そもそも7代目となるG20型3シリーズがデビューしたのは2019年。その前型のF30型3シリーズはスポーティさと快適性のバランスが高い優れたモデルだったが、G20型はスポーティさを大いに引き上げてきた。というのも、アルファ・ロメオ・ジュリアやジャガーXEなど新たなライバルが出現し、3シリーズの牙城を狙おうとかなりスポーティな仕上げにしてきたから。そこで負けるわけにはいかないと、気合いを入れたわけだ。
5シリーズから採用が始まったCLARと呼ばれる新世代プラットフォームを採用することで、ホワイトボディは約50kg軽量化しながら剛性が高まった。

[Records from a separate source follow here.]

//! Credentials and the persistence port they are stored through.
//!
//! The core never touches disk directly; it reads and writes credentials via
//! a [`CredentialStore`]. Two stores ship with the crate: an in-memory one and
//! a JSON file store for daemons.

use std::collections::HashMap;
use std::fmt;
use std::path::{Path, PathBuf};
use std::sync::{PoisonError, RwLock};

use chrono::{DateTime, TimeDelta, Utc};
use serde::{Deserialize, Serialize};
use tracing::debug;

/// Errors from credential persistence.
#[derive(Debug, thiserror::Error)]
pub enum StoreError {
    #[error("I/O error: {0}")]
    Io(#[from] std::io::Error),

    #[error("JSON error: {0}")]
    Json(#[from] serde_json::Error),
}

/// Access/refresh token pair with the access token's expiry.
#[derive(Clone, PartialEq, Eq, Serialize, Deserialize)]
#[serde(rename_all = "camelCase")]
pub struct Credentials {
    pub access_token: String,
    pub refresh_token: String,
    pub expires_at: DateTime<Utc>,
}

impl Credentials {
    pub fn new(
        access_token: impl Into<String>,
        refresh_token: impl Into<String>,
        expires_at: DateTime<Utc>,
    ) -> Self {
        Self {
            access_token: access_token.into(),
            refresh_token: refresh_token.into(),
            expires_at,
        }
    }

    /// True when the access token is still usable at `now` with `margin` to
    /// spare.
    pub fn is_valid_at(&self, now: DateTime<Utc>, margin: TimeDelta) -> bool {
        self.expires_at - margin > now
    }
}

// Tokens never end up in logs.
impl fmt::Debug for Credentials {
    fn fmt(&self, f: &mut fmt::Formatter<'_>) -> fmt::Result {
        f.debug_struct("Credentials")
            .field("access_token", &"<redacted>")
            .field("refresh_token", &"<redacted>")
            .field("expires_at", &self.expires_at)
            .finish()
    }
}

/// Read/write port for persisted credentials, keyed by server id.
pub trait CredentialStore: Send + Sync {
    /// Returns `Ok(None)` if nothing is stored for the server.
    fn load(&self, server_id: &str) -> Result<Option<Credentials>, StoreError>;

    /// Stores credentials, replacing any previous value.
    fn save(&self, server_id: &str, credentials: &Credentials) -> Result<(), StoreError>;

    /// Forgets the server's credentials.
    fn clear(&self, server_id: &str) -> Result<(), StoreError>;
}

/// Volatile store; contents are lost with the process.
#[derive(Debug, Default)]
pub struct MemoryCredentialStore {
    entries: RwLock<HashMap<String, Credentials>>,
}

impl MemoryCredentialStore {
    pub fn new() -> Self {
        Self::default()
    }

    /// Seeds an entry, builder style.
    pub fn with(self, server_id: impl Into<String>, credentials: Credentials) -> Self {
        self.entries
            .write()
            .unwrap_or_else(PoisonError::into_inner)
            .insert(server_id.into(), credentials);
        self
    }
}

impl CredentialStore for MemoryCredentialStore {
    fn load(&self, server_id: &str) -> Result<Option<Credentials>, StoreError> {
        Ok(self
            .entries
            .read()
            .unwrap_or_else(PoisonError::into_inner)
            .get(server_id)
            .cloned())
    }

    fn save(&self, server_id: &str, credentials: &Credentials) -> Result<(), StoreError> {
        self.entries
            .write()
            .unwrap_or_else(PoisonError::into_inner)
            .insert(server_id.to_string(), credentials.clone());
        Ok(())
    }

    fn clear(&self, server_id: &str) -> Result<(), StoreError> {
        self.entries
            .write()
            .unwrap_or_else(PoisonError::into_inner)
            .remove(server_id);
        Ok(())
    }
}

/// Credentials cached in memory and persisted to a JSON file.
pub struct FileCredentialStore {
    path: PathBuf,
    entries: RwLock<HashMap<String, Credentials>>,
}

impl FileCredentialStore {
    /// Opens the store, loading existing entries from disk.
    pub fn open(path: PathBuf) -> Result<Self, StoreError> {
        let entries = load_entries(&path)?;
        Ok(Self {
            path,
            entries: RwLock::new(entries),
        })
    }

    pub fn path(&self) -> &Path {
        &self.path
    }

    /// Returns all server ids with stored credentials.
    pub fn server_ids(&self) -> Vec<String> {
        self.entries
            .read()
            .unwrap_or_else(PoisonError::into_inner)
            .keys()
            .cloned()
            .collect()
    }

    /// Writes the current entries to disk.
    fn persist(&self) -> Result<(), StoreError> {
        let map = self.entries.read().unwrap_or_else(PoisonError::into_inner);
        let json = serde_json::to_string_pretty(&*map)?;
        if let Some(parent) = self.path.parent() {
            std::fs::create_dir_all(parent)?;
        }
        std::fs::write(&self.path, json)?;

        #[cfg(unix)]
        {
            use std::os::unix::fs::PermissionsExt;
            std::fs::set_permissions(&self.path, std::fs::Permissions::from_mode(0o600))?;
        }

        debug!("persisted {} credential(s) to {:?}", map.len(), self.path);
        Ok(())
    }
}

impl CredentialStore for FileCredentialStore {
    fn load(&self, server_id: &str) -> Result<Option<Credentials>, StoreError> {
        Ok(self
            .entries
            .read()
            .unwrap_or_else(PoisonError::into_inner)
            .get(server_id)
            .cloned())
    }

    fn save(&self, server_id: &str, credentials: &Credentials) -> Result<(), StoreError> {
        self.entries
            .write()
            .unwrap_or_else(PoisonError::into_inner)
            .insert(server_id.to_string(), credentials.clone());
        self.persist()
    }

    fn clear(&self, server_id: &str) -> Result<(), StoreError> {
        let removed = self
            .entries
            .write()
            .unwrap_or_else(PoisonError::into_inner)
            .remove(server_id);
        if removed.is_some() {
            self.persist()?;
        }
        Ok(())
    }
}

fn load_entries(path: &Path) -> Result<HashMap<String, Credentials>, StoreError> {
    if !path.exists() {
        return Ok(HashMap::new());
    }
    let data = std::fs::read_to_string(path)?;
    let entries: HashMap<String, Credentials> = serde_json::from_str(&data)?;
    debug!("loaded {} credential(s) from {:?}", entries.len(), path);
    Ok(entries)
}

/// Returns the default credential file path.
pub fn default_credentials_path() -> Option<PathBuf> {
    crate::config::config_dir().map(|d| d.join("tether").join("credentials.json"))
}

#[cfg(test)]
mod tests {
    use super::*;

    fn creds(tag: &str) -> Credentials {
        Credentials::new(
            format!("access-{tag}"),
            format!("refresh-{tag}"),
            DateTime::<Utc>::UNIX_EPOCH + TimeDelta::hours(1),
        )
    }

    fn test_store() -> (tempfile::TempDir, FileCredentialStore) {
        let tmp = tempfile::tempdir().unwrap();
        let path = tmp.path().join("credentials.json");
        let store = FileCredentialStore::open(path).unwrap();
        (tmp, store)
    }

    #[test]
    fn validity_respects_margin() {
        let c = creds("a");
        let margin = TimeDelta::seconds(30);
        let before = c.expires_at - TimeDelta::seconds(31);
        let inside_margin = c.expires_at - TimeDelta::seconds(10);
        assert!(c.is_valid_at(before, margin));
        assert!(!c.is_valid_at(inside_margin, margin));
        assert!(!c.is_valid_at(c.expires_at, TimeDelta::zero()));
    }

    #[test]
    fn debug_redacts_tokens() {
        let rendered = format!("{:?}", creds("secret"));
        assert!(!rendered.contains("access-secret"));
        assert!(!rendered.contains("refresh-secret"));
        assert!(rendered.contains("redacted"));
    }

    #[test]
    fn memory_store_roundtrip() {
        let store = MemoryCredentialStore::new().with("srv", creds("a"));
        assert_eq!(store.load("srv").unwrap(), Some(creds("a")));
        store.save("srv", &creds("b")).unwrap();
        assert_eq!(store.load("srv").unwrap(), Some(creds("b")));
        store.clear("srv").unwrap();
        assert!(store.load("srv").unwrap().is_none());
    }

    #[test]
    fn new_file_store_empty() {
        let (_tmp, store) = test_store();
        assert!(store.server_ids().is_empty());
        assert!(store.load("srv").unwrap().is_none());
    }

    #[test]
    fn file_store_persists_and_reloads() {
        let tmp = tempfile::tempdir().unwrap();
        let path = tmp.path().join("nested").join("credentials.json");

        {
            let store = FileCredentialStore::open(path.clone()).unwrap();
            store.save("srv-1", &creds("1")).unwrap();
            store.save("srv-2", &creds("2")).unwrap();
        }

        let reopened = FileCredentialStore::open(path).unwrap();
        assert_eq!(reopened.load("srv-1").unwrap(), Some(creds("1")));
        assert_eq!(reopened.load("srv-2").unwrap(), Some(creds("2")));
        let mut ids = reopened.server_ids();
        ids.sort();
        assert_eq!(ids, vec!["srv-1", "srv-2"]);
    }

    #[test]
    fn file_store_clear_is_persisted() {
        let tmp = tempfile::tempdir().unwrap();
        let path = tmp.path().join("credentials.json");
        let store = FileCredentialStore::open(path.clone()).unwrap();
        store.save("srv", &creds("a")).unwrap();
        store.clear("srv").unwrap();

        let reopened = FileCredentialStore::open(path).unwrap();
        assert!(reopened.load("srv").unwrap().is_none());
    }

    #[cfg(unix)]
    #[test]
    fn file_store_restricts_permissions() {
        use std::os::unix::fs::PermissionsExt;

        let (_tmp, store) = test_store();
        store.save("srv", &creds("a")).unwrap();
        let mode = std::fs::metadata(store.path()).unwrap().permissions().mode();
        assert_eq!(mode & 0o777, 0o600);
    }

    #[test]
    fn load_missing_file_returns_empty() {
        let path = PathBuf::from("/tmp/nonexistent_tether_test_credentials.json");
        assert!(load_entries(&path).unwrap().is_empty());
    }
}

さらに、フロントサスペンション取り付け部にアルミダイキャストを採用して、フロント周りの剛性は50%も高まった。F30型でもハンドリングに不満などなかったが、G20型はフロント周りの圧倒的な剛性感は乗れば即座にわかるレベル。ステアリングを切り始めた瞬間から正確無比にノーズが動いていく感覚が素晴らしい。
新型3シリーズ
また、全体的な剛性を高めたことでスプリングレートを高めることが出来たので、操縦安定性も高まった。こうしてスポーツセダンのトップであることを証明してみせたG20型だが、日本で発売された当初は乗り心地が硬めであることが目に付いた。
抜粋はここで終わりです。